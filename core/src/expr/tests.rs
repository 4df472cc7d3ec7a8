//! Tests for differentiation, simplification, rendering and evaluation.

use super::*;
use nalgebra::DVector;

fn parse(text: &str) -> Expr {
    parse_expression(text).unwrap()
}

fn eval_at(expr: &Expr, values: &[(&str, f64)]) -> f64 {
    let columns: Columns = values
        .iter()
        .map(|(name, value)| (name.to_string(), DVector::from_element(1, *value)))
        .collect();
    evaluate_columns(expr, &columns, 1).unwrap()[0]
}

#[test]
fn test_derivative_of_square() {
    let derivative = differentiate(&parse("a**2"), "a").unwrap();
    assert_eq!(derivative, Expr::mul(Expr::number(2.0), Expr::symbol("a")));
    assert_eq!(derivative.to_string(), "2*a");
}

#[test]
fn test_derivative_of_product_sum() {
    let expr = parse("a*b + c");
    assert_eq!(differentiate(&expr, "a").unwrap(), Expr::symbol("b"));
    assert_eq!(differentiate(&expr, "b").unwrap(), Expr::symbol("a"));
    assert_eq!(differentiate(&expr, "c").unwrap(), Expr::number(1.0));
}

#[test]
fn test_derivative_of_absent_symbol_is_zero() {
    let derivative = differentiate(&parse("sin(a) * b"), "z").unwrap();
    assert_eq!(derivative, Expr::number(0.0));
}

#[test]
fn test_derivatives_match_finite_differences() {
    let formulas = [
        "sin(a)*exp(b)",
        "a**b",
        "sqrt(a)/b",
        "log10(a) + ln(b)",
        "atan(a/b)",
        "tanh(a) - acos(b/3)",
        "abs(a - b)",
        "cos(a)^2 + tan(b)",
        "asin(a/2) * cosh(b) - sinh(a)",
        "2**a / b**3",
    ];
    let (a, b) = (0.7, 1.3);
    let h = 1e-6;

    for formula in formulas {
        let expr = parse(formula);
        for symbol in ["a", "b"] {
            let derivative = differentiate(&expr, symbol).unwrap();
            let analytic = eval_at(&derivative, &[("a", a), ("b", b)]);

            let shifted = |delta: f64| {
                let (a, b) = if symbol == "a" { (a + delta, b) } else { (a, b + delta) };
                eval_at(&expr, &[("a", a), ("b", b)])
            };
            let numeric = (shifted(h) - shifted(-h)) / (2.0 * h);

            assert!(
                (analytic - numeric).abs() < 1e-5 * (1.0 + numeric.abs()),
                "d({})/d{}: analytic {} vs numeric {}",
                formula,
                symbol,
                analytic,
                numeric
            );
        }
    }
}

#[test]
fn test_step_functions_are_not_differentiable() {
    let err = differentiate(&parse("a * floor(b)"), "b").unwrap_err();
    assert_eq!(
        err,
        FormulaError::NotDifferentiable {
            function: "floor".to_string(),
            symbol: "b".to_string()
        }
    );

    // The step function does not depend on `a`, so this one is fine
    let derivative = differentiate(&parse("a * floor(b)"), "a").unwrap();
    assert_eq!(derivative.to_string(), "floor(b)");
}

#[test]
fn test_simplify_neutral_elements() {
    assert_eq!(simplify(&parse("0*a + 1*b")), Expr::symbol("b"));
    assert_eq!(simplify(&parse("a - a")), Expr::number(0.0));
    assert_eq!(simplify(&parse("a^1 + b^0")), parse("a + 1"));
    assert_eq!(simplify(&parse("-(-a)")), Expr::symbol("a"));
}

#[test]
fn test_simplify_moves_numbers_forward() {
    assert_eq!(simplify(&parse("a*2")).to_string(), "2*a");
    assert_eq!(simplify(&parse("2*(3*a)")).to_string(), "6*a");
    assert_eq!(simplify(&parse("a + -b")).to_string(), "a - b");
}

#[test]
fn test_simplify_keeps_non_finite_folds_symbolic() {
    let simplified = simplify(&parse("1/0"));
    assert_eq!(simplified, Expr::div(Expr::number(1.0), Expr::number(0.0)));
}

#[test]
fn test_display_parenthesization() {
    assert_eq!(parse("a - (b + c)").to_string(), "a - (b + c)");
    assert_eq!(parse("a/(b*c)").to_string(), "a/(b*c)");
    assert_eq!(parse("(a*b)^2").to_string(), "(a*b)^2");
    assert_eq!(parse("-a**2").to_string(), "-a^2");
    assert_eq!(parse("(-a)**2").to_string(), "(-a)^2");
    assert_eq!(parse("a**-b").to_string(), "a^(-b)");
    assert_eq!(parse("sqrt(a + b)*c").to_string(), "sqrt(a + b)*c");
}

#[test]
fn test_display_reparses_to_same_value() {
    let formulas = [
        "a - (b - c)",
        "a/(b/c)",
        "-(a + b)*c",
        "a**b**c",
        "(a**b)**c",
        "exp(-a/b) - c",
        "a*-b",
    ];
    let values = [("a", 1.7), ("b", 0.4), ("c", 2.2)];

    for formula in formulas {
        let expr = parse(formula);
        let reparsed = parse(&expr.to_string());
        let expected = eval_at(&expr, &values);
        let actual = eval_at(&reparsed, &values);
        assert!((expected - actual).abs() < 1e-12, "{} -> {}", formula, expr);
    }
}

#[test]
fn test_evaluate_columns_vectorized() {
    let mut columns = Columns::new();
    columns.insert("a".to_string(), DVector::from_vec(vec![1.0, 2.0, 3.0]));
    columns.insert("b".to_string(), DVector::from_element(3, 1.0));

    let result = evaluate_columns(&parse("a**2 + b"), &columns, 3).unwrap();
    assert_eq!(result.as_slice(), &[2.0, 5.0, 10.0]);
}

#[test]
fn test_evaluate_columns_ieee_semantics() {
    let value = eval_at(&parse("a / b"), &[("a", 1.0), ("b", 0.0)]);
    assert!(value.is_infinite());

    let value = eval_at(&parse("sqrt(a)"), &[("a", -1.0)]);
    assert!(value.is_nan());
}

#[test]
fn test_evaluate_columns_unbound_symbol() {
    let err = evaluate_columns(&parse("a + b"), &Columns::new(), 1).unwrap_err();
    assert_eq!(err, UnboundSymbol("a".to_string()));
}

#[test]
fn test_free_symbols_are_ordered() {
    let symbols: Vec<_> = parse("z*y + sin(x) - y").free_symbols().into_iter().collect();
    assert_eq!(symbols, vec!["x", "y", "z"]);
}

WHAT THE EXERCISE ASKS - Every line above is to be transcribed exactly, with nothing dropped.

EXERCISE RESPONSE -
filename core/src/expr/tests.rs
repository 4df472cc7d3ec7a8
//! Tests for differentiation, simplification, rendering and evaluation.

use super::*;
use nalgebra::DVector;

fn parse(text: &str) -> Expr {
    parse_expression(text).unwrap()
}

fn eval_at(expr: &Expr, values: &[(&str, f64)]) -> f64 {
    let columns: Columns = values
        .iter()
        .map(|(name, value)| (name.to_string(), DVector::from_element(1, *value)))
        .collect();
    evaluate_columns(expr, &columns, 1).unwrap()[0]
}

#[test]
fn test_derivative_of_square() {
    let derivative = differentiate(&parse("a**2"), "a").unwrap();
    assert_eq!(derivative, Expr::mul(Expr::number(2.0), Expr::symbol("a")));
    assert_eq!(derivative.to_string(), "2*a");
}

#[test]
fn test_derivative_of_product_sum() {
    let expr = parse("a*b + c");
    assert_eq!(differentiate(&expr, "a").unwrap(), Expr::symbol("b"));
    assert_eq!(differentiate(&expr, "b").unwrap(), Expr::symbol("a"));
    assert_eq!(differentiate(&expr, "c").unwrap(), Expr::number(1.0));
}

#[test]
fn test_derivative_of_absent_symbol_is_zero() {
    let derivative = differentiate(&parse("sin(a) * b"), "z").unwrap();
    assert_eq!(derivative, Expr::number(0.0));
}

#[test]
fn test_derivatives_match_finite_differences() {
    let formulas = [
        "sin(a)*exp(b)",
        "a**b",
        "sqrt(a)/b",
        "log10(a) + ln(b)",
        "atan(a/b)",
        "tanh(a) - acos(b/3)",
        "abs(a - b)",
        "cos(a)^2 + tan(b)",
        "asin(a/2) * cosh(b) - sinh(a)",
        "2**a / b**3",
    ];
    let (a, b) = (0.7, 1.3);
    let h = 1e-6;

    for formula in formulas {
        let expr = parse(formula);
        for symbol in ["a", "b"] {
            let derivative = differentiate(&expr, symbol).unwrap();
            let analytic = eval_at(&derivative, &[("a", a), ("b", b)]);

            let shifted = |delta: f64| {
                let (a, b) = if symbol == "a" { (a + delta, b) } else { (a, b + delta) };
                eval_at(&expr, &[("a", a), ("b", b)])
            };
            let numeric = (shifted(h) - shifted(-h)) / (2.0 * h);

            assert!(
                (analytic - numeric).abs() < 1e-5 * (1.0 + numeric.abs()),
                "d({})/d{}: analytic {} vs numeric {}",
                formula,
                symbol,
                analytic,
                numeric
            );
        }
    }
}

#[test]
fn test_step_functions_are_not_differentiable() {
    let err = differentiate(&parse("a * floor(b)"), "b").unwrap_err();
    assert_eq!(
        err,
        FormulaError::NotDifferentiable {
            function: "floor".to_string(),
            symbol: "b".to_string()
        }
    );

    // The step function does not depend on `a`, so this one is fine
    let derivative = differentiate(&parse("a * floor(b)"), "a").unwrap();
    assert_eq!(derivative.to_string(), "floor(b)");
}

#[test]
fn test_simplify_neutral_elements() {
    assert_eq!(simplify(&parse("0*a + 1*b")), Expr::symbol("b"));
    assert_eq!(simplify(&parse("a - a")), Expr::number(0.0));
    assert_eq!(simplify(&parse("a^1 + b^0")), parse("a + 1"));
    assert_eq!(simplify(&parse("-(-a)")), Expr::symbol("a"));
}

#[test]
fn test_simplify_moves_numbers_forward() {
    assert_eq!(simplify(&parse("a*2")).to_string(), "2*a");
    assert_eq!(simplify(&parse("2*(3*a)")).to_string(), "6*a");
    assert_eq!(simplify(&parse("a + -b")).to_string(), "a - b");
}

#[test]
fn test_simplify_keeps_non_finite_folds_symbolic() {
    let simplified = simplify(&parse("1/0"));
    assert_eq!(simplified, Expr::div(Expr::number(1.0), Expr::number(0.0)));
}

#[test]
fn test_display_parenthesization() {
    assert_eq!(parse("a - (b + c)").to_string(), "a - (b + c)");
    assert_eq!(parse("a/(b*c)").to_string(), "a/(b*c)");
    assert_eq!(parse("(a*b)^2").to_string(), "(a*b)^2");
    assert_eq!(parse("-a**2").to_string(), "-a^2");
    assert_eq!(parse("(-a)**2").to_string(), "(-a)^2");
    assert_eq!(parse("a**-b").to_string(), "a^(-b)");
    assert_eq!(parse("sqrt(a + b)*c").to_string(), "sqrt(a + b)*c");
}

#[test]
fn test_display_reparses_to_same_value() {
    let formulas = [
        "a - (b - c)",
        "a/(b/c)",
        "-(a + b)*c",
        "a**b**c",
        "(a**b)**c",
        "exp(-a/b) - c",
        "a*-b",
    ];
    let values = [("a", 1.7), ("b", 0.4), ("c", 2.2)];

    for formula in formulas {
        let expr = parse(formula);
        let reparsed = parse(&expr.to_string());
        let expected = eval_at(&expr, &values);
        let actual = eval_at(&reparsed, &values);
        assert!((expected - actual).abs() < 1e-12, "{} -> {}", formula, expr);
    }
}

#[test]
fn test_evaluate_columns_vectorized() {
    let mut columns = Columns::new();
    columns.insert("a".to_string(), DVector::from_vec(vec![1.0, 2.0, 3.0]));
    columns.insert("b".to_string(), DVector::from_element(3, 1.0));

    let result = evaluate_columns(&parse("a**2 + b"), &columns, 3).unwrap();
    assert_eq!(result.as_slice(), &[2.0, 5.0, 10.0]);
}

#[test]
fn test_evaluate_columns_ieee_semantics() {
    let value = eval_at(&parse("a / b"), &[("a", 1.0), ("b", 0.0)]);
    assert!(value.is_infinite());

    let value = eval_at(&parse("sqrt(a)"), &[("a", -1.0)]);
    assert!(value.is_nan());
}

#[test]
fn test_evaluate_columns_unbound_symbol() {
    let err = evaluate_columns(&parse("a + b"), &Columns::new(), 1).unwrap_err();
    assert_eq!(err, UnboundSymbol("a".to_string()));
}

#[test]
fn test_free_symbols_are_ordered() {
    let symbols: Vec<_> = parse("z*y + sin(x) - y").free_symbols().into_iter().collect();
    assert_eq!(symbols, vec!["x", "y", "z"]);
}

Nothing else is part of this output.